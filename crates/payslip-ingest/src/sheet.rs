use std::path::Path;

use csv::ReaderBuilder;
use tracing::debug;

use payslip_model::EmployeeRow;

use crate::cell::{normalize_cell, parse_cell, parse_number};
use crate::error::{IngestError, Result};

/// How many leading rows are probed when looking for the header.
const HEADER_PROBE_ROWS: usize = 10;

/// Options for reading a payroll sheet.
#[derive(Debug, Clone, Default)]
pub struct IngestOptions {
    /// Zero-based index of the header among non-blank rows. Detected when `None`.
    pub header_row: Option<usize>,
}

/// A payroll sheet: its name, header row and typed data rows.
#[derive(Debug, Clone)]
pub struct Sheet {
    /// Sheet name; for CSV files the file stem.
    pub name: String,
    pub headers: Vec<String>,
    pub rows: Vec<EmployeeRow>,
}

impl Sheet {
    pub fn len(&self) -> usize {
        self.rows.len()
    }

    pub fn is_empty(&self) -> bool {
        self.rows.is_empty()
    }
}

fn normalize_header(raw: &str, index: usize) -> String {
    let trimmed = raw.trim().trim_matches('\u{feff}');
    let mut parts = trimmed.split_whitespace();
    let mut normalized = String::new();
    if let Some(first) = parts.next() {
        normalized.push_str(first);
        for part in parts {
            normalized.push(' ');
            normalized.push_str(part);
        }
    }
    if normalized.is_empty() {
        // Spreadsheet exports leave the hours column next to an amount unnamed.
        format!("Unnamed: {index}")
    } else {
        normalized
    }
}

#[derive(Debug, Default, Clone, Copy)]
struct RowStats {
    total: usize,
    non_empty: usize,
    numeric: usize,
    alpha: usize,
}

impl RowStats {
    fn non_empty_ratio(self) -> f64 {
        if self.total == 0 {
            0.0
        } else {
            self.non_empty as f64 / self.total as f64
        }
    }

    fn numeric_share(self) -> f64 {
        if self.non_empty == 0 {
            0.0
        } else {
            self.numeric as f64 / self.non_empty as f64
        }
    }

    fn alpha_share(self) -> f64 {
        if self.non_empty == 0 {
            0.0
        } else {
            self.alpha as f64 / self.non_empty as f64
        }
    }
}

fn row_stats(row: &[String], width: usize) -> RowStats {
    let mut stats = RowStats {
        total: width.max(row.len()),
        ..RowStats::default()
    };
    for cell in row {
        let trimmed = cell.trim();
        if trimmed.is_empty() {
            continue;
        }
        stats.non_empty += 1;
        if parse_number(trimmed).is_some() {
            stats.numeric += 1;
        }
        if trimmed.chars().any(|ch| ch.is_ascii_alphabetic()) {
            stats.alpha += 1;
        }
    }
    stats
}

/// Title rows ("FIXED APRIL 2025") fill one or two cells; the header fills
/// most of the row with words.
fn is_header_like(stats: RowStats) -> bool {
    stats.non_empty_ratio() >= 0.5 && stats.alpha_share() >= 0.5 && stats.numeric_share() <= 0.2
}

fn detect_header_row(rows: &[Vec<String>]) -> usize {
    let width = rows.iter().map(Vec::len).max().unwrap_or(0);
    rows.iter()
        .take(HEADER_PROBE_ROWS)
        .position(|row| is_header_like(row_stats(row, width)))
        .unwrap_or(0)
}

/// Reads a CSV payroll sheet, detecting the header row.
pub fn read_sheet(path: &Path) -> Result<Sheet> {
    read_sheet_with_options(path, &IngestOptions::default())
}

/// Reads a CSV payroll sheet.
///
/// Blank rows are skipped. Rows shorter than the header are padded with
/// empty cells; extra trailing cells are dropped.
pub fn read_sheet_with_options(path: &Path, options: &IngestOptions) -> Result<Sheet> {
    if !path.exists() {
        return Err(IngestError::FileNotFound {
            path: path.to_path_buf(),
        });
    }
    let mut reader = ReaderBuilder::new()
        .has_headers(false)
        .flexible(true)
        .from_path(path)
        .map_err(|e| csv_error(path, &e))?;

    let mut raw_rows: Vec<Vec<String>> = Vec::new();
    for record in reader.records() {
        let record = record.map_err(|e| csv_error(path, &e))?;
        let row: Vec<String> = record.iter().map(normalize_cell).collect();
        if row.iter().all(|value| value.is_empty()) {
            continue;
        }
        raw_rows.push(row);
    }
    if raw_rows.is_empty() {
        return Err(IngestError::EmptySheet {
            path: path.to_path_buf(),
        });
    }

    let header_index = match options.header_row {
        Some(row) if row >= raw_rows.len() => {
            return Err(IngestError::HeaderRowOutOfRange {
                path: path.to_path_buf(),
                row,
                available: raw_rows.len(),
            });
        }
        Some(row) => row,
        None => detect_header_row(&raw_rows),
    };
    let headers: Vec<String> = raw_rows[header_index]
        .iter()
        .enumerate()
        .map(|(idx, value)| normalize_header(value, idx))
        .collect();

    let rows: Vec<EmployeeRow> = raw_rows
        .iter()
        .skip(header_index + 1)
        .map(|record| {
            headers
                .iter()
                .enumerate()
                .map(|(idx, header)| {
                    let raw = record.get(idx).map(String::as_str).unwrap_or("");
                    (header.clone(), parse_cell(raw))
                })
                .collect()
        })
        .collect();

    let name = path
        .file_stem()
        .and_then(|stem| stem.to_str())
        .unwrap_or_default()
        .to_string();
    debug!(
        sheet = %name,
        header_row = header_index,
        columns = headers.len(),
        rows = rows.len(),
        "sheet loaded"
    );
    Ok(Sheet {
        name,
        headers,
        rows,
    })
}

fn csv_error(path: &Path, error: &csv::Error) -> IngestError {
    if let csv::ErrorKind::Io(io) = error.kind() {
        return IngestError::FileRead {
            path: path.to_path_buf(),
            source: std::io::Error::new(io.kind(), io.to_string()),
        };
    }
    IngestError::CsvParse {
        path: path.to_path_buf(),
        message: error.to_string(),
    }
}

#[cfg(test)]
mod tests {
    use super::*;

    fn rows(data: &[&[&str]]) -> Vec<Vec<String>> {
        data.iter()
            .map(|row| row.iter().map(|cell| (*cell).to_string()).collect())
            .collect()
    }

    #[test]
    fn header_detection_skips_title_row() {
        let raw = rows(&[
            &["FIXED APRIL 2025", "", "", ""],
            &["EMP NO", "NAME", "BASIC SAL", "NORMAL OT"],
            &["1001", "A PERERA", "45000", "1200"],
        ]);
        assert_eq!(detect_header_row(&raw), 1);
    }

    #[test]
    fn header_detection_defaults_to_first_row() {
        let raw = rows(&[&["1", "2"], &["3", "4"]]);
        assert_eq!(detect_header_row(&raw), 0);
    }

    #[test]
    fn blank_headers_get_positional_names() {
        assert_eq!(normalize_header("  ", 7), "Unnamed: 7");
        assert_eq!(normalize_header(" EPF  NO ", 2), "EPF NO");
    }
}
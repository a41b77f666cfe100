//! Payslip composition and output errors.

use std::path::PathBuf;

use thiserror::Error;

/// Errors raised while composing or writing payslips.
///
/// Only the first three are composition failures; every other problem in a
/// row (a missing earnings column, text in an amount cell) just drops the
/// affected line.
#[derive(Debug, Error)]
pub enum PayslipError {
    /// The sheet name routes to neither layout.
    #[error("unsupported payslip variant: {name}")]
    UnsupportedVariant { name: String },

    /// A required identity or footer column is absent from the row.
    #[error("missing required column: {column}")]
    MissingColumn { column: String },

    /// A required column holds a value that cannot be rendered.
    #[error("invalid value in column {column}: {value:?}")]
    InvalidValue { column: String, value: String },

    /// Writing a payslip file failed.
    #[error("failed to write payslip file: {path}")]
    Write {
        path: PathBuf,
        #[source]
        source: std::io::Error,
    },
}

impl PayslipError {
    /// True for errors tied to one row's data rather than the whole run.
    pub fn is_row_error(&self) -> bool {
        matches!(self, Self::MissingColumn { .. } | Self::InvalidValue { .. })
    }

    /// Short failure kind, safe to log without employee values.
    pub fn kind(&self) -> &'static str {
        match self {
            Self::UnsupportedVariant { .. } => "unsupported variant",
            Self::MissingColumn { .. } => "missing column",
            Self::InvalidValue { .. } => "invalid value",
            Self::Write { .. } => "write failed",
        }
    }

    /// Row column the failure is about, if any.
    pub fn column(&self) -> Option<&str> {
        match self {
            Self::MissingColumn { column } | Self::InvalidValue { column, .. } => Some(column),
            Self::UnsupportedVariant { .. } | Self::Write { .. } => None,
        }
    }
}

/// Result alias for payslip operations.
pub type Result<T> = std::result::Result<T, PayslipError>;
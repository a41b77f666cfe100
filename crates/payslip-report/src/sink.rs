//! Plain-text payslip output.

use std::fs;
use std::path::{Path, PathBuf};

use tracing::{debug, info};

use crate::bulk::GeneratedPayslip;
use crate::error::{PayslipError, Result};

/// Output directory used when none is given.
pub const DEFAULT_OUTPUT_DIR: &str = "payslips";

/// Page separator between payslips in a combined file.
pub const PAGE_BREAK: char = '\u{000C}';

/// Reduces a name to characters safe in a file name. Spaces become `_`.
pub fn safe_file_stem(name: &str) -> String {
    let kept: String = name
        .chars()
        .filter(|c| c.is_ascii_alphanumeric() || matches!(c, ' ' | '-' | '_'))
        .collect();
    let stem = kept.trim().replace(' ', "_");
    if stem.is_empty() {
        "employee".to_string()
    } else {
        stem
    }
}

/// `Payslip_<name>_<nnnn>.txt`, numbered by one-based row.
pub fn payslip_file_name(payslip: &GeneratedPayslip) -> String {
    format!(
        "Payslip_{}_{:04}.txt",
        safe_file_stem(&payslip.employee),
        payslip.index + 1
    )
}

fn write_text(path: &Path, text: &str) -> Result<()> {
    fs::write(path, text).map_err(|source| PayslipError::Write {
        path: path.to_path_buf(),
        source,
    })
}

fn ensure_dir(dir: &Path) -> Result<()> {
    fs::create_dir_all(dir).map_err(|source| PayslipError::Write {
        path: dir.to_path_buf(),
        source,
    })
}

/// Writes one text file per payslip and returns the paths in order.
pub fn write_payslip_files(output_dir: &Path, payslips: &[GeneratedPayslip]) -> Result<Vec<PathBuf>> {
    write_payslip_files_with(output_dir, payslips, |_| {})
}

/// Like [`write_payslip_files`], calling `on_written` after each file.
pub fn write_payslip_files_with<F>(
    output_dir: &Path,
    payslips: &[GeneratedPayslip],
    mut on_written: F,
) -> Result<Vec<PathBuf>>
where
    F: FnMut(&Path),
{
    ensure_dir(output_dir)?;
    let mut outputs = Vec::with_capacity(payslips.len());
    for payslip in payslips {
        let path = output_dir.join(payslip_file_name(payslip));
        write_text(&path, &format!("{}\n", payslip.text))?;
        debug!(path = %path.display(), "wrote payslip");
        on_written(&path);
        outputs.push(path);
    }
    info!(dir = %output_dir.display(), count = outputs.len(), "payslip files written");
    Ok(outputs)
}

/// Writes all payslips into one file, separated by form feeds.
pub fn write_combined(path: &Path, payslips: &[GeneratedPayslip]) -> Result<PathBuf> {
    if let Some(parent) = path.parent().filter(|p| !p.as_os_str().is_empty()) {
        ensure_dir(parent)?;
    }
    let separator = format!("\n{}", PAGE_BREAK);
    let mut text = payslips
        .iter()
        .map(|payslip| payslip.text.as_str())
        .collect::<Vec<_>>()
        .join(&separator);
    text.push('\n');
    write_text(path, &text)?;
    info!(path = %path.display(), count = payslips.len(), "combined payslip file written");
    Ok(path.to_path_buf())
}

/// Default combined file name for a sheet.
pub fn combined_file_name(sheet_name: &str) -> String {
    format!("Payslips_{}.txt", safe_file_stem(sheet_name))
}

============

For every line above that includes the word "parent", return the line.

### Answer space
    if let Some(parent) = path.parent().filter(|p| !p.as_os_str().is_empty()) {
        ensure_dir(parent)?;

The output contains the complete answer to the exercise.